Task material below:
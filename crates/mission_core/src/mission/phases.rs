use thiserror::Error;
use tracing::{debug, info, warn};

use crate::content::{MissionConfig, ObjectiveSpec, PhaseCompletion, PhaseSpec};

#[derive(Debug, Clone, PartialEq, Eq, Error)]
pub enum PhaseError {
    #[error("phase index {index} out of range for {len} phase(s)")]
    OutOfRange { index: usize, len: usize },
    #[error("phase index {index} is not the next phase (expected {expected})")]
    NotNext { index: usize, expected: usize },
}

#[derive(Debug, Clone, Copy, PartialEq, Eq)]
pub enum PhaseAdvance {
    Advanced(usize),
    Exhausted,
}

/// Splits the top-level objectives into (primary, bonus) lists.
pub fn split_top_level_objectives(config: &MissionConfig) -> (Vec<ObjectiveSpec>, Vec<ObjectiveSpec>) {
    if config.uses_phases() {
        return (Vec::new(), config.objectives.clone());
    }
    config
        .objectives
        .iter()
        .cloned()
        .partition(|objective| !objective.bonus)
}

/// Phase list for one attempt. Configured phases are cloned so runtime
/// mutation never reaches the mission config; missions without phases get a
/// single synthesized legacy phase.
pub fn build_runtime_phases(config: &MissionConfig) -> Vec<PhaseSpec> {
    if config.uses_phases() {
        return config.phases.clone();
    }
    let (primary, _) = split_top_level_objectives(config);
    vec![PhaseSpec::legacy(primary)]
}

#[derive(Debug, Clone, Default)]
pub struct PhaseEngine {
    phases: Vec<PhaseSpec>,
    current: Option<usize>,
    uses_phases: bool,
    exhausted: bool,
}

impl PhaseEngine {
    pub fn from_config(config: &MissionConfig) -> Self {
        let phases = build_runtime_phases(config);
        info!(
            mission_id = %config.id,
            uses_phases = config.uses_phases(),
            phase_count = phases.len(),
            "runtime_phases_built"
        );
        Self {
            phases,
            current: None,
            uses_phases: config.uses_phases(),
            exhausted: false,
        }
    }

    pub fn uses_phases(&self) -> bool {
        self.uses_phases
    }

    pub fn phases(&self) -> &[PhaseSpec] {
        &self.phases
    }

    pub fn len(&self) -> usize {
        self.phases.len()
    }

    pub fn is_empty(&self) -> bool {
        self.phases.is_empty()
    }

    pub fn current_index(&self) -> Option<usize> {
        self.current
    }

    pub fn current_phase(&self) -> Option<&PhaseSpec> {
        self.current.and_then(|index| self.phases.get(index))
    }

    pub fn is_exhausted(&self) -> bool {
        self.exhausted
    }

    /// Phases finished so far.
    pub fn completed_count(&self) -> usize {
        match (self.exhausted, self.current) {
            (true, _) => self.phases.len(),
            (false, Some(index)) => index,
            (false, None) => 0,
        }
    }

    /// Index the next transition must target.
    pub fn next_index(&self) -> usize {
        self.current.map_or(0, |index| index + 1)
    }

    /// Enters `index`, which must be in range and directly follow the
    /// current phase.
    pub fn set_current_phase(&mut self, index: usize) -> Result<&PhaseSpec, PhaseError> {
        if index >= self.phases.len() {
            warn!(index, len = self.phases.len(), "phase_index_out_of_range");
            return Err(PhaseError::OutOfRange {
                index,
                len: self.phases.len(),
            });
        }
        let expected = self.next_index();
        if index != expected {
            warn!(index, expected, "phase_transition_not_next");
            return Err(PhaseError::NotNext { index, expected });
        }
        self.current = Some(index);
        let phase = &self.phases[index];
        info!(
            index,
            phase_id = %phase.id,
            mode = phase.mode.as_token(),
            completion = phase.completion.as_token(),
            "phase_entered"
        );
        Ok(phase)
    }

    /// Moves to the next phase. Past the last phase the index stays put and
    /// the caller is told the list is exhausted.
    pub fn advance(&mut self) -> PhaseAdvance {
        let next = self.next_index();
        if next >= self.phases.len() {
            if !self.exhausted {
                info!(phase_count = self.phases.len(), "phases_exhausted");
            }
            self.exhausted = true;
            return PhaseAdvance::Exhausted;
        }
        match self.set_current_phase(next) {
            Ok(_) => PhaseAdvance::Advanced(next),
            Err(_) => PhaseAdvance::Exhausted,
        }
    }

    fn active_completion(&self) -> Option<&PhaseCompletion> {
        if self.exhausted {
            return None;
        }
        self.current_phase().map(|phase| &phase.completion)
    }

    pub fn check_touchdown(&self, landed_zone: Option<&str>, successful: bool) -> bool {
        if !successful {
            return false;
        }
        match self.active_completion() {
            Some(PhaseCompletion::LandedInZone { target }) => {
                let matched = target.matches(landed_zone);
                debug!(
                    landed_zone = landed_zone.unwrap_or(""),
                    matched, "phase_touchdown_check"
                );
                matched
            }
            _ => false,
        }
    }

    pub fn check_poi(&self, poi_id: &str) -> bool {
        matches!(
            self.active_completion(),
            Some(PhaseCompletion::ReachedPoi { poi_id: target }) if target == poi_id
        )
    }

    pub fn check_rescue(&self, target_id: &str) -> bool {
        matches!(
            self.active_completion(),
            Some(PhaseCompletion::RescuedTarget { target_id: target }) if target == target_id
        )
    }

    pub fn check_previous_landing_site(&self, distance: f32) -> bool {
        matches!(
            self.active_completion(),
            Some(PhaseCompletion::ReachedPreviousLandingSite { arrival_radius })
                if distance <= *arrival_radius
        )
    }
}

#[cfg(test)]
mod tests {
    use super::*;
    use crate::content::{ObjectiveRule, PhaseMode, ZoneTarget};

    fn phase(id: &str, completion: PhaseCompletion) -> PhaseSpec {
        PhaseSpec {
            id: id.to_string(),
            mode: PhaseMode::Lander,
            objectives: Vec::new(),
            completion,
        }
    }

    fn phased_config() -> MissionConfig {
        MissionConfig {
            id: "m".to_string(),
            phases: vec![
                phase(
                    "descent",
                    PhaseCompletion::LandedInZone {
                        target: ZoneTarget::Zone("alpha".to_string()),
                    },
                ),
                phase(
                    "drive",
                    PhaseCompletion::ReachedPoi {
                        poi_id: "crater".to_string(),
                    },
                ),
                phase(
                    "return",
                    PhaseCompletion::ReachedPreviousLandingSite {
                        arrival_radius: 140.0,
                    },
                ),
            ],
            objectives: vec![ObjectiveSpec::new("bonus", ObjectiveRule::NoDamage)],
            ..MissionConfig::default()
        }
    }

    #[test]
    fn legacy_mission_gets_single_phase() {
        let mut bonus = ObjectiveSpec::new("clean", ObjectiveRule::NoDamage);
        bonus.bonus = true;
        let config = MissionConfig {
            id: "m".to_string(),
            objectives: vec![
                ObjectiveSpec::new(
                    "land",
                    ObjectiveRule::Landing {
                        zone_id: None,
                        max_impact_speed: 30.0,
                    },
                ),
                bonus,
            ],
            ..MissionConfig::default()
        };
        let engine = PhaseEngine::from_config(&config);
        assert!(!engine.uses_phases());
        assert_eq!(engine.len(), 1);
        let legacy = &engine.phases()[0];
        assert_eq!(legacy.id, "legacy");
        assert_eq!(legacy.completion, PhaseCompletion::Legacy);
        assert_eq!(legacy.objectives.len(), 1);
        let (primary, bonus) = split_top_level_objectives(&config);
        assert_eq!(primary.len(), 1);
        assert_eq!(bonus.len(), 1);
    }

    #[test]
    fn phased_mission_treats_top_level_objectives_as_bonus() {
        let config = phased_config();
        let (primary, bonus) = split_top_level_objectives(&config);
        assert!(primary.is_empty());
        assert_eq!(bonus.len(), 1);
        let engine = PhaseEngine::from_config(&config);
        assert!(engine.uses_phases());
        assert_eq!(engine.len(), 3);
    }

    #[test]
    fn runtime_phases_are_independent_of_config() {
        let config = phased_config();
        let mut phases = build_runtime_phases(&config);
        phases[0].id = "mutated".to_string();
        assert_eq!(config.phases[0].id, "descent");
    }

    #[test]
    fn out_of_range_index_is_reported_not_applied() {
        let mut engine = PhaseEngine::from_config(&phased_config());
        engine.set_current_phase(0).expect("phase");
        let err = engine.set_current_phase(7).expect_err("err");
        assert_eq!(err, PhaseError::OutOfRange { index: 7, len: 3 });
        assert_eq!(engine.current_index(), Some(0));
    }

    #[test]
    fn backward_and_skipping_transitions_are_rejected() {
        let mut engine = PhaseEngine::from_config(&phased_config());
        assert_eq!(
            engine.set_current_phase(1).expect_err("skip from start"),
            PhaseError::NotNext {
                index: 1,
                expected: 0
            }
        );
        assert_eq!(engine.current_index(), None);

        engine.set_current_phase(0).expect("descent");
        engine.set_current_phase(1).expect("drive");
        assert_eq!(
            engine.set_current_phase(0).expect_err("backward"),
            PhaseError::NotNext {
                index: 0,
                expected: 2
            }
        );
        assert_eq!(
            engine.set_current_phase(1).expect_err("re-enter"),
            PhaseError::NotNext {
                index: 1,
                expected: 2
            }
        );
        assert_eq!(engine.current_index(), Some(1));
        assert_eq!(engine.completed_count(), 1);
    }

    #[test]
    fn nothing_can_be_entered_once_exhausted() {
        let mut engine = PhaseEngine::from_config(&phased_config());
        for _ in 0..4 {
            engine.advance();
        }
        assert!(engine.is_exhausted());
        assert!(engine.set_current_phase(2).is_err());
        assert!(engine.is_exhausted());
        assert_eq!(engine.completed_count(), 3);
    }

    #[test]
    fn rescued_target_phase_advances_on_matching_target_only() {
        let mut config = phased_config();
        config.phases[1].completion = PhaseCompletion::RescuedTarget {
            target_id: "crew_1".to_string(),
        };
        let mut engine = PhaseEngine::from_config(&config);
        engine.set_current_phase(0).expect("descent");
        assert!(!engine.check_rescue("crew_1"));

        engine.set_current_phase(1).expect("rescue");
        assert!(!engine.check_poi("crater"));
        assert!(!engine.check_rescue("crew_2"));
        assert!(engine.check_rescue("crew_1"));
    }

    #[test]
    fn advance_is_monotonic_and_stops_at_the_end() {
        let mut engine = PhaseEngine::from_config(&phased_config());
        assert_eq!(engine.advance(), PhaseAdvance::Advanced(0));
        assert_eq!(engine.advance(), PhaseAdvance::Advanced(1));
        assert_eq!(engine.advance(), PhaseAdvance::Advanced(2));
        assert_eq!(engine.completed_count(), 2);
        assert_eq!(engine.advance(), PhaseAdvance::Exhausted);
        assert_eq!(engine.advance(), PhaseAdvance::Exhausted);
        assert_eq!(engine.current_index(), Some(2));
        assert!(engine.is_exhausted());
        assert_eq!(engine.completed_count(), 3);
    }

    #[test]
    fn completion_checks_only_match_current_phase_type() {
        let mut engine = PhaseEngine::from_config(&phased_config());
        engine.set_current_phase(0).expect("phase");
        assert!(!engine.check_poi("crater"));
        assert!(!engine.check_touchdown(Some("beta"), true));
        assert!(!engine.check_touchdown(Some("alpha"), false));
        assert!(engine.check_touchdown(Some("alpha"), true));

        engine.set_current_phase(1).expect("phase");
        assert!(!engine.check_touchdown(Some("alpha"), true));
        assert!(!engine.check_poi("ridge"));
        assert!(engine.check_poi("crater"));

        engine.set_current_phase(2).expect("phase");
        assert!(!engine.check_previous_landing_site(141.0));
        assert!(engine.check_previous_landing_site(140.0));
    }

    #[test]
    fn legacy_phase_never_auto_advances() {
        let mut engine = PhaseEngine::from_config(&MissionConfig {
            id: "m".to_string(),
            ..MissionConfig::default()
        });
        engine.set_current_phase(0).expect("phase");
        assert!(!engine.check_touchdown(Some("alpha"), true));
        assert!(!engine.check_touchdown(None, true));
        assert!(!engine.check_poi("crater"));
        assert!(!engine.check_rescue("crew"));
        assert!(!engine.check_previous_landing_site(0.0));
    }
}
End of Task material.
**The problem:** Output all lines from the beginning of the data up to the line holding "usize, len: usize", that line included, exactly as written.

**The answer:**
filename crates/mission_core/src/mission/phases.rs
use thiserror::Error;
use tracing::{debug, info, warn};

use crate::content::{MissionConfig, ObjectiveSpec, PhaseCompletion, PhaseSpec};

#[derive(Debug, Clone, PartialEq, Eq, Error)]
pub enum PhaseError {
    #[error("phase index {index} out of range for {len} phase(s)")]
    OutOfRange { index: usize, len: usize },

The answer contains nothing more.